───── EXCERPTED RECORDS ─────
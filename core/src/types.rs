//! Shared primitive types used across the tuning pipeline.

use serde::{Deserialize, Serialize};
use std::fmt;

/// The canonical run identifier.
pub type RunId = String;

/// Identifier of a historical alert. Only unique per dataset.
pub type AlertId = String;

/// Which alert population the metrics are computed over.
#[derive(Debug, Clone, Copy, Serialize, Deserialize, PartialEq, Eq, Hash)]
#[serde(rename_all = "lowercase")]
pub enum Variant {
    /// Above the line: full deduplicated alert population.
    Atl,
    /// Below the line: sampled and decisioned alert population.
    Btl,
}

impl Variant {
    pub fn as_str(&self) -> &'static str {
        match self {
            Variant::Atl => "atl",
            Variant::Btl => "btl",
        }
    }
}

impl fmt::Display for Variant {
    fn fmt(&self, f: &mut fmt::Formatter<'_>) -> fmt::Result {
        f.write_str(self.as_str())
    }
}

impl std::str::FromStr for Variant {
    type Err = String;

    fn from_str(s: &str) -> Result<Self, Self::Err> {
        match s.to_ascii_lowercase().as_str() {
            "atl" => Ok(Variant::Atl),
            "btl" => Ok(Variant::Btl),
            other => Err(format!("unknown variant '{other}' (expected atl or btl)")),
        }
    }
}

/// Manual or automated disposition label on a historical alert.
///
/// Labels are matched exactly; anything else (including blank) is `Other`.
#[derive(Debug, Clone, PartialEq, Eq, Hash)]
pub enum Disposition {
    SarFiled,
    Interesting,
    NotInteresting,
    DataQuality,
    Other(String),
}

impl Disposition {
    pub fn parse(label: &str) -> Self {
        match label {
            "SAR Filed" => Disposition::SarFiled,
            "Interesting" => Disposition::Interesting,
            "Not Interesting" => Disposition::NotInteresting,
            "Data Quality" => Disposition::DataQuality,
            other => Disposition::Other(other.to_string()),
        }
    }

    pub fn label(&self) -> &str {
        match self {
            Disposition::SarFiled => "SAR Filed",
            Disposition::Interesting => "Interesting",
            Disposition::NotInteresting => "Not Interesting",
            Disposition::DataQuality => "Data Quality",
            Disposition::Other(raw) => raw,
        }
    }
}
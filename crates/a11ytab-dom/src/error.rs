//! DOM error types

use thiserror::Error;

use crate::node::NodeId;

#[derive(Error, Debug)]
pub enum DomError {
    #[error("Unknown node: {0}")]
    UnknownNode(NodeId),

    #[error("Node is not an element: {0}")]
    NotAnElement(NodeId),

    #[error("Cannot append {child} under {parent}: it would contain itself")]
    Hierarchy { parent: NodeId, child: NodeId },

    #[error("Invalid selector: {0}")]
    InvalidSelector(String),

    #[error("Invalid location: {0}")]
    InvalidLocation(#[from] url::ParseError),
}
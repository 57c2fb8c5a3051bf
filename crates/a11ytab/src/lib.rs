//! a11ytab
//!
//! Accessible tab groups over a host document. A [`Page`] owns the document
//! and any number of independent [`TabGroup`]s and routes UI events to the
//! group whose listener they reach.

mod error;
mod page;

pub use error::CoreError;
pub use page::{GroupId, Page};

pub use a11ytab_dom::{
    DispatchedEvent, Document, DomError, EventKind, Host, Key, ListenerId, Modifiers, NodeId,
    Selector, UiEvent,
};
pub use a11ytab_tabs::{
    resolve_key, ClassPair, Config, Direction, EventNames, Hooks, Lifecycle, ResolvedConfig,
    SelectOptions, TabError, TabGroup, TabTrigger, Transition,
};

pub type Result<T> = std::result::Result<T, CoreError>;

/// Initialize logging
///
/// Honors `RUST_LOG`, defaulting to `info`. Safe to call more than once.
pub fn init_logging() {
    use tracing_subscriber::{fmt, EnvFilter};

    let filter = EnvFilter::try_from_default_env().unwrap_or_else(|_| EnvFilter::new("info"));

    let _ = fmt().with_env_filter(filter).with_target(true).try_init();
}
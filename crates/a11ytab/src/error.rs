//! Core error types

use thiserror::Error;

use crate::page::GroupId;

#[derive(Error, Debug)]
pub enum CoreError {
    #[error("DOM error: {0}")]
    Dom(#[from] a11ytab_dom::DomError),

    #[error("Tab error: {0}")]
    Tab(#[from] a11ytab_tabs::TabError),

    #[error("Serialization error: {0}")]
    Serialization(#[from] serde_json::Error),

    #[error("Unknown tab group: {0}")]
    UnknownGroup(GroupId),
}
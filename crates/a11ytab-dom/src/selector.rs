//! CSS selectors
//!
//! Full scraper selector grammar (combinators, attribute operators,
//! structural pseudo-classes, `:not`, `:is`, `:has`). Matching runs against
//! the document arena through `ElementNode`.

use cssparser::ParserInput;
use scraper::error::SelectorErrorKind;
use scraper::selector::{Parser, Simple};
use selectors::matching::{
    self, MatchingContext, MatchingForInvalidation, MatchingMode, NeedsSelectorFlags, QuirksMode,
    SelectorCaches,
};
use selectors::parser::{ParseRelative, SelectorList};
use std::fmt;

use crate::element::ElementNode;
use crate::error::DomError;
use crate::Result;

#[derive(Debug, Clone, PartialEq, Eq)]
pub struct Selector {
    source: String,
    list: SelectorList<Simple>,
}

impl Selector {
    pub fn parse(input: &str) -> Result<Self> {
        let source = input.trim();
        let mut parser_input = ParserInput::new(source);
        let mut parser = cssparser::Parser::new(&mut parser_input);

        let list = SelectorList::parse(&Parser, &mut parser, ParseRelative::No).map_err(|e| {
            DomError::InvalidSelector(format!("{source}: {}", SelectorErrorKind::from(e)))
        })?;

        Ok(Self {
            source: source.to_string(),
            list,
        })
    }

    pub fn as_str(&self) -> &str {
        &self.source
    }

    /// Filter `candidates` down to the elements this selector matches,
    /// keeping their order.
    pub(crate) fn filter<'a, I>(&self, candidates: I) -> Vec<ElementNode<'a>>
    where
        I: IntoIterator<Item = ElementNode<'a>>,
    {
        let mut caches = SelectorCaches::default();
        let mut context = MatchingContext::new(
            MatchingMode::Normal,
            None,
            &mut caches,
            QuirksMode::NoQuirks,
            NeedsSelectorFlags::No,
            MatchingForInvalidation::No,
        );

        candidates
            .into_iter()
            .filter(|element| matching::matches_selector_list(&self.list, element, &mut context))
            .collect()
    }
}

impl fmt::Display for Selector {
    fn fmt(&self, f: &mut fmt::Formatter<'_>) -> fmt::Result {
        f.write_str(&self.source)
    }
}

impl std::str::FromStr for Selector {
    type Err = DomError;

    fn from_str(s: &str) -> Result<Self> {
        Self::parse(s)
    }
}
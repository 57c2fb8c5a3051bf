//! `selectors::Element` view over the node arena

use scraper::selector::{CssLocalName, CssString, Simple};
use selectors::attr::{AttrSelectorOperation, CaseSensitivity, NamespaceConstraint};
use selectors::bloom::BloomFilter;
use selectors::matching::{ElementSelectorFlags, MatchingContext};
use selectors::{Element, OpaqueElement, SelectorImpl};
use std::fmt;

use crate::node::{ElementData, Node, NodeData, NodeId};

const HTML_NAMESPACE: &str = "http://www.w3.org/1999/xhtml";

type NamespaceUrl = <Simple as SelectorImpl>::NamespaceUrl;

/// Borrowed element of the arena, matchable by scraper selectors.
#[derive(Clone, Copy)]
pub(crate) struct ElementNode<'a> {
    nodes: &'a [Node],
    id: NodeId,
    data: &'a ElementData,
}

impl<'a> ElementNode<'a> {
    /// `None` for text nodes and unknown ids.
    pub(crate) fn new(nodes: &'a [Node], id: NodeId) -> Option<Self> {
        match &nodes.get(id.0)?.data {
            NodeData::Element(data) => Some(Self { nodes, id, data }),
            NodeData::Text(_) => None,
        }
    }

    pub(crate) fn id(&self) -> NodeId {
        self.id
    }

    fn node(&self) -> &'a Node {
        &self.nodes[self.id.0]
    }

    fn siblings(&self) -> &'a [NodeId] {
        match self.node().parent {
            Some(parent) => &self.nodes[parent.0].children,
            None => &[],
        }
    }

    fn position(&self) -> Option<usize> {
        self.siblings().iter().position(|&id| id == self.id)
    }

    fn first_element<I>(&self, ids: I) -> Option<Self>
    where
        I: IntoIterator<Item = &'a NodeId>,
    {
        ids.into_iter()
            .find_map(|&id| ElementNode::new(self.nodes, id))
    }
}

impl fmt::Debug for ElementNode<'_> {
    fn fmt(&self, f: &mut fmt::Formatter<'_>) -> fmt::Result {
        write!(f, "<{}> {}", self.data.tag, self.id)
    }
}

impl Element for ElementNode<'_> {
    type Impl = Simple;

    fn opaque(&self) -> OpaqueElement {
        OpaqueElement::new(self.node())
    }

    fn parent_element(&self) -> Option<Self> {
        self.node()
            .parent
            .and_then(|parent| ElementNode::new(self.nodes, parent))
    }

    fn parent_node_is_shadow_root(&self) -> bool {
        false
    }

    fn containing_shadow_host(&self) -> Option<Self> {
        None
    }

    fn is_pseudo_element(&self) -> bool {
        false
    }

    fn prev_sibling_element(&self) -> Option<Self> {
        let position = self.position()?;
        self.first_element(self.siblings()[..position].iter().rev())
    }

    fn next_sibling_element(&self) -> Option<Self> {
        let position = self.position()?;
        self.first_element(&self.siblings()[position + 1..])
    }

    fn first_element_child(&self) -> Option<Self> {
        self.first_element(&self.node().children)
    }

    fn is_html_element_in_html_document(&self) -> bool {
        true
    }

    fn has_local_name(&self, local_name: &CssLocalName) -> bool {
        self.data.tag.as_str() == &*local_name.0
    }

    fn has_namespace(&self, ns: &NamespaceUrl) -> bool {
        &**ns == HTML_NAMESPACE
    }

    fn is_same_type(&self, other: &Self) -> bool {
        self.data.tag == other.data.tag
    }

    fn attr_matches(
        &self,
        ns: &NamespaceConstraint<&NamespaceUrl>,
        local_name: &CssLocalName,
        operation: &AttrSelectorOperation<&CssString>,
    ) -> bool {
        // Imported and scripted attributes never carry a namespace
        if let NamespaceConstraint::Specific(url) = ns {
            if !url.is_empty() {
                return false;
            }
        }

        self.data
            .attribute(&local_name.0)
            .is_some_and(|value| operation.eval_str(value))
    }

    fn match_non_ts_pseudo_class(
        &self,
        _pc: &<Simple as SelectorImpl>::NonTSPseudoClass,
        _context: &mut MatchingContext<'_, Simple>,
    ) -> bool {
        false
    }

    fn match_pseudo_element(
        &self,
        _pe: &<Simple as SelectorImpl>::PseudoElement,
        _context: &mut MatchingContext<'_, Simple>,
    ) -> bool {
        false
    }

    fn apply_selector_flags(&self, _flags: ElementSelectorFlags) {}

    fn is_link(&self) -> bool {
        matches!(self.data.tag.as_str(), "a" | "area") && self.data.attribute("href").is_some()
    }

    fn is_html_slot_element(&self) -> bool {
        self.data.tag == "slot"
    }

    fn has_id(&self, id: &CssLocalName, case_sensitivity: CaseSensitivity) -> bool {
        self.data
            .attribute("id")
            .is_some_and(|value| case_sensitivity.eq(id.0.as_bytes(), value.as_bytes()))
    }

    fn has_class(&self, name: &CssLocalName, case_sensitivity: CaseSensitivity) -> bool {
        self.data.attribute("class").is_some_and(|classes| {
            classes
                .split_ascii_whitespace()
                .any(|class| case_sensitivity.eq(name.0.as_bytes(), class.as_bytes()))
        })
    }

    fn has_custom_state(&self, _name: &CssLocalName) -> bool {
        false
    }

    fn imported_part(&self, _name: &CssLocalName) -> Option<CssLocalName> {
        None
    }

    fn is_part(&self, _name: &CssLocalName) -> bool {
        false
    }

    fn is_empty(&self) -> bool {
        self.node().children.iter().all(|&id| match &self.nodes[id.0].data {
            NodeData::Element(_) => false,
            NodeData::Text(text) => text.is_empty(),
        })
    }

    fn is_root(&self) -> bool {
        self.node().parent.is_none()
    }

    fn add_element_unique_hashes(&self, _filter: &mut BloomFilter) -> bool {
        false
    }
}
─────
## YOUR ASSIGNMENT
Repeat word for word every line from the start of the entries to the line holding "impl fmt::Display for Variant", inclusive, and nothing else.

## REPLY TO THE TASK
filename core/src/types.rs
//! Shared primitive types used across the tuning pipeline.

use serde::{Deserialize, Serialize};
use std::fmt;

/// The canonical run identifier.
pub type RunId = String;

/// Identifier of a historical alert. Only unique per dataset.
pub type AlertId = String;

/// Which alert population the metrics are computed over.
#[derive(Debug, Clone, Copy, Serialize, Deserialize, PartialEq, Eq, Hash)]
#[serde(rename_all = "lowercase")]
pub enum Variant {
    /// Above the line: full deduplicated alert population.
    Atl,
    /// Below the line: sampled and decisioned alert population.
    Btl,
}

impl Variant {
    pub fn as_str(&self) -> &'static str {
        match self {
            Variant::Atl => "atl",
            Variant::Btl => "btl",
        }
    }
}

impl fmt::Display for Variant {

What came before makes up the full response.